| DATA EXCERPTS |
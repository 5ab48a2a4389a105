//! Model provider abstraction.
//!
//! The scheduler talks to models only through [`ModelProvider`]. The HTTP
//! clients live in [`anthropic`] and [`gemini`]; [`router::ProviderRouter`]
//! dispatches between them.

pub mod anthropic;
pub mod gemini;
pub mod router;

use serde::Serialize;
use serde_json::{Map, Value, json};
use thiserror::Error;

use crate::core::payload::ResponseData;
use crate::core::retry::{ErrorClass, is_retryable};
use crate::core::types::ActionType;
use crate::io::config::Provider;

/// Name of the native structured-output tool carrying a decision.
pub const DECISION_TOOL_NAME: &str = "agent_decision";

/// A tool advertised to the model.
#[derive(Debug, Clone, PartialEq, Serialize)]
pub struct ToolSpec {
    pub name: String,
    pub description: String,
    pub input_schema: Value,
}

/// The `agent_decision` tool used by native structured output modes.
pub fn decision_tool() -> ToolSpec {
    let action_types: Vec<&str> = ActionType::ALL.iter().map(|kind| kind.as_str()).collect();
    ToolSpec {
        name: DECISION_TOOL_NAME.to_string(),
        description: "Report the next decision: selected skill, reasoning and planned actions."
            .to_string(),
        input_schema: json!({
            "type": "object",
            "properties": {
                "selected_skill": {"type": ["string", "null"]},
                "reasoning_summary": {"type": "string"},
                "required_disclosure_paths": {"type": "array", "items": {"type": "string"}},
                "planned_actions": {
                    "type": "array",
                    "items": {
                        "type": "object",
                        "properties": {
                            "type": {"type": "string", "enum": action_types},
                            "params": {"type": "object"},
                            "expected_output": {"type": ["string", "null"]}
                        },
                        "required": ["type", "params"]
                    }
                }
            },
            "required": ["reasoning_summary", "planned_actions"]
        }),
    }
}

#[derive(Debug, Clone, Copy, PartialEq)]
pub struct CompletionRequest<'a> {
    pub provider: Provider,
    pub prompt: &'a str,
    pub model: &'a str,
    pub max_tokens: u32,
    /// 1-based attempt number within the retry loop.
    pub attempt: u32,
    pub tools: &'a [ToolSpec],
    pub force_tool_use: bool,
}

#[derive(Debug, Clone, Copy, Default, PartialEq, Eq, Serialize)]
pub struct Usage {
    pub input_tokens: Option<u64>,
    pub output_tokens: Option<u64>,
    pub latency_ms: Option<u64>,
}

#[derive(Debug, Clone, PartialEq)]
pub struct Completion {
    pub data: ResponseData,
    pub usage: Usage,
}

#[derive(Debug, Error)]
pub enum ProviderError {
    #[error("HTTP {status}: {body}")]
    Status { status: u16, body: String },
    #[error("request timed out: {0}")]
    Timeout(String),
    #[error("connection error: {0}")]
    Connection(String),
    #[error("provider {0} is not configured")]
    NotConfigured(&'static str),
    #[error("invalid provider response: {0}")]
    InvalidResponse(String),
    #[error("{0}")]
    Other(String),
}

impl ProviderError {
    pub fn class(&self) -> ErrorClass {
        match self {
            ProviderError::Status { status, .. } => ErrorClass::Status(*status),
            ProviderError::Timeout(_) | ProviderError::Connection(_) => ErrorClass::Transport,
            _ => ErrorClass::Other,
        }
    }

    pub fn is_retryable(&self) -> bool {
        is_retryable(self.class())
    }
}

impl From<reqwest::Error> for ProviderError {
    fn from(err: reqwest::Error) -> Self {
        if let Some(status) = err.status() {
            return ProviderError::Status {
                status: status.as_u16(),
                body: err.to_string(),
            };
        }
        if err.is_timeout() {
            ProviderError::Timeout(err.to_string())
        } else if err.is_connect() || err.is_request() {
            ProviderError::Connection(err.to_string())
        } else if err.is_decode() || err.is_body() {
            ProviderError::InvalidResponse(err.to_string())
        } else {
            ProviderError::Other(err.to_string())
        }
    }
}

/// Synchronous model backend.
pub trait ModelProvider {
    fn is_configured(&self, provider: Provider) -> bool;

    fn complete(&self, request: &CompletionRequest<'_>) -> Result<Completion, ProviderError>;
}

/// Provider-shaped summary of a request, written to transcripts and artifacts.
pub fn raw_request_summary(request: &CompletionRequest<'_>) -> Value {
    let tool_names: Vec<&str> = request.tools.iter().map(|tool| tool.name.as_str()).collect();
    match request.provider {
        Provider::Anthropic => {
            let mut summary = json!({
                "attempt": request.attempt,
                "model": request.model,
                "max_tokens": request.max_tokens,
                "messages": [{"role": "user", "content": request.prompt}],
            });
            if let (Some(obj), Some(first)) = (summary.as_object_mut(), tool_names.first()) {
                obj.insert("tools".to_string(), json!(tool_names));
                let choice = if request.force_tool_use {
                    json!({"type": "tool", "name": first})
                } else {
                    json!({"type": "auto"})
                };
                obj.insert("tool_choice".to_string(), choice);
            }
            summary
        }
        Provider::Gemini => {
            let mut config = Map::new();
            config.insert("max_output_tokens".to_string(), json!(request.max_tokens));
            if tool_names.is_empty() {
                config.insert("response_mime_type".to_string(), json!("application/json"));
            } else {
                let mode = if request.force_tool_use { "ANY" } else { "AUTO" };
                config.insert("tools".to_string(), json!(tool_names));
                config.insert(
                    "tool_config".to_string(),
                    json!({"function_calling_mode": mode}),
                );
            }
            json!({
                "attempt": request.attempt,
                "model": request.model,
                "contents": request.prompt,
                "config": config,
            })
        }
    }
}

/// Text content becomes a JSON object when it parses as one, else stays text.
pub(crate) fn response_from_text(text: &str) -> ResponseData {
    let trimmed = text.trim();
    if trimmed.is_empty() {
        return ResponseData::Object(Map::new());
    }
    match serde_json::from_str::<Value>(trimmed) {
        Ok(Value::Object(map)) => ResponseData::Object(map),
        _ => ResponseData::Text(trimmed.to_string()),
    }
}
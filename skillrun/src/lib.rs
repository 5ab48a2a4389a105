//! Skill-driven agent runtime.
//!
//! A run takes a natural-language task, prefilters a directory of skill packs,
//! and drives a bounded turn loop in which a model picks actions (shell
//! commands, skill handoffs, MCP tool calls, finish). The architecture keeps a
//! strict separation:
//!
//! - **[`core`]**: Pure, deterministic logic (prefilter, decoding, budgets,
//!   retry classification, self-handoff detection). No I/O.
//! - **[`io`]**: Side-effecting operations (config, processes, run artifacts,
//!   event and transcript sinks, prompts, signals).
//! - **[`llm`]** and **[`mcp`]**: external collaborators behind traits so tests
//!   can script them.
//!
//! [`scheduler`] and [`session`] orchestrate the pieces for the CLI.

pub mod core;
pub mod exit_codes;
pub mod io;
pub mod llm;
pub mod logging;
pub mod mcp;
pub mod scheduler;
pub mod session;
pub mod skills;
#[cfg(any(test, feature = "test-support"))]
pub mod test_support;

| WORK TO COMPLETE |
The data must be given again in full. Keep every line identical.

| SOLVED EXERCISE |
repository 5ab48a2a4389a105
//! Model provider abstraction.
//!
//! The scheduler talks to models only through [`ModelProvider`]. The HTTP
//! clients live in [`anthropic`] and [`gemini`]; [`router::ProviderRouter`]
//! dispatches between them.

pub mod anthropic;
pub mod gemini;
pub mod router;

use serde::Serialize;
use serde_json::{Map, Value, json};
use thiserror::Error;

use crate::core::payload::ResponseData;
use crate::core::retry::{ErrorClass, is_retryable};
use crate::core::types::ActionType;
use crate::io::config::Provider;

/// Name of the native structured-output tool carrying a decision.
pub const DECISION_TOOL_NAME: &str = "agent_decision";

/// A tool advertised to the model.
#[derive(Debug, Clone, PartialEq, Serialize)]
pub struct ToolSpec {
    pub name: String,
    pub description: String,
    pub input_schema: Value,
}

/// The `agent_decision` tool used by native structured output modes.
pub fn decision_tool() -> ToolSpec {
    let action_types: Vec<&str> = ActionType::ALL.iter().map(|kind| kind.as_str()).collect();
    ToolSpec {
        name: DECISION_TOOL_NAME.to_string(),
        description: "Report the next decision: selected skill, reasoning and planned actions."
            .to_string(),
        input_schema: json!({
            "type": "object",
            "properties": {
                "selected_skill": {"type": ["string", "null"]},
                "reasoning_summary": {"type": "string"},
                "required_disclosure_paths": {"type": "array", "items": {"type": "string"}},
                "planned_actions": {
                    "type": "array",
                    "items": {
                        "type": "object",
                        "properties": {
                            "type": {"type": "string", "enum": action_types},
                            "params": {"type": "object"},
                            "expected_output": {"type": ["string", "null"]}
                        },
                        "required": ["type", "params"]
                    }
                }
            },
            "required": ["reasoning_summary", "planned_actions"]
        }),
    }
}

#[derive(Debug, Clone, Copy, PartialEq)]
pub struct CompletionRequest<'a> {
    pub provider: Provider,
    pub prompt: &'a str,
    pub model: &'a str,
    pub max_tokens: u32,
    /// 1-based attempt number within the retry loop.
    pub attempt: u32,
    pub tools: &'a [ToolSpec],
    pub force_tool_use: bool,
}

#[derive(Debug, Clone, Copy, Default, PartialEq, Eq, Serialize)]
pub struct Usage {
    pub input_tokens: Option<u64>,
    pub output_tokens: Option<u64>,
    pub latency_ms: Option<u64>,
}

#[derive(Debug, Clone, PartialEq)]
pub struct Completion {
    pub data: ResponseData,
    pub usage: Usage,
}

#[derive(Debug, Error)]
pub enum ProviderError {
    #[error("HTTP {status}: {body}")]
    Status { status: u16, body: String },
    #[error("request timed out: {0}")]
    Timeout(String),
    #[error("connection error: {0}")]
    Connection(String),
    #[error("provider {0} is not configured")]
    NotConfigured(&'static str),
    #[error("invalid provider response: {0}")]
    InvalidResponse(String),
    #[error("{0}")]
    Other(String),
}

impl ProviderError {
    pub fn class(&self) -> ErrorClass {
        match self {
            ProviderError::Status { status, .. } => ErrorClass::Status(*status),
            ProviderError::Timeout(_) | ProviderError::Connection(_) => ErrorClass::Transport,
            _ => ErrorClass::Other,
        }
    }

    pub fn is_retryable(&self) -> bool {
        is_retryable(self.class())
    }
}

impl From<reqwest::Error> for ProviderError {
    fn from(err: reqwest::Error) -> Self {
        if let Some(status) = err.status() {
            return ProviderError::Status {
                status: status.as_u16(),
                body: err.to_string(),
            };
        }
        if err.is_timeout() {
            ProviderError::Timeout(err.to_string())
        } else if err.is_connect() || err.is_request() {
            ProviderError::Connection(err.to_string())
        } else if err.is_decode() || err.is_body() {
            ProviderError::InvalidResponse(err.to_string())
        } else {
            ProviderError::Other(err.to_string())
        }
    }
}

/// Synchronous model backend.
pub trait ModelProvider {
    fn is_configured(&self, provider: Provider) -> bool;

    fn complete(&self, request: &CompletionRequest<'_>) -> Result<Completion, ProviderError>;
}

/// Provider-shaped summary of a request, written to transcripts and artifacts.
pub fn raw_request_summary(request: &CompletionRequest<'_>) -> Value {
    let tool_names: Vec<&str> = request.tools.iter().map(|tool| tool.name.as_str()).collect();
    match request.provider {
        Provider::Anthropic => {
            let mut summary = json!({
                "attempt": request.attempt,
                "model": request.model,
                "max_tokens": request.max_tokens,
                "messages": [{"role": "user", "content": request.prompt}],
            });
            if let (Some(obj), Some(first)) = (summary.as_object_mut(), tool_names.first()) {
                obj.insert("tools".to_string(), json!(tool_names));
                let choice = if request.force_tool_use {
                    json!({"type": "tool", "name": first})
                } else {
                    json!({"type": "auto"})
                };
                obj.insert("tool_choice".to_string(), choice);
            }
            summary
        }
        Provider::Gemini => {
            let mut config = Map::new();
            config.insert("max_output_tokens".to_string(), json!(request.max_tokens));
            if tool_names.is_empty() {
                config.insert("response_mime_type".to_string(), json!("application/json"));
            } else {
                let mode = if request.force_tool_use { "ANY" } else { "AUTO" };
                config.insert("tools".to_string(), json!(tool_names));
                config.insert(
                    "tool_config".to_string(),
                    json!({"function_calling_mode": mode}),
                );
            }
            json!({
                "attempt": request.attempt,
                "model": request.model,
                "contents": request.prompt,
                "config": config,
            })
        }
    }
}

/// Text content becomes a JSON object when it parses as one, else stays text.
pub(crate) fn response_from_text(text: &str) -> ResponseData {
    let trimmed = text.trim();
    if trimmed.is_empty() {
        return ResponseData::Object(Map::new());
    }
    match serde_json::from_str::<Value>(trimmed) {
        Ok(Value::Object(map)) => ResponseData::Object(map),
        _ => ResponseData::Text(trimmed.to_string()),
    }
}
filename skillrun/src/lib.rs
repository 5ab48a2a4389a105
//! Skill-driven agent runtime.
//!
//! A run takes a natural-language task, prefilters a directory of skill packs,
//! and drives a bounded turn loop in which a model picks actions (shell
//! commands, skill handoffs, MCP tool calls, finish). The architecture keeps a
//! strict separation:
//!
//! - **[`core`]**: Pure, deterministic logic (prefilter, decoding, budgets,
//!   retry classification, self-handoff detection). No I/O.
//! - **[`io`]**: Side-effecting operations (config, processes, run artifacts,
//!   event and transcript sinks, prompts, signals).
//! - **[`llm`]** and **[`mcp`]**: external collaborators behind traits so tests
//!   can script them.
//!
//! [`scheduler`] and [`session`] orchestrate the pieces for the CLI.

pub mod core;
pub mod exit_codes;
pub mod io;
pub mod llm;
pub mod logging;
pub mod mcp;
pub mod scheduler;
pub mod session;
pub mod skills;
#[cfg(any(test, feature = "test-support"))]
pub mod test_support;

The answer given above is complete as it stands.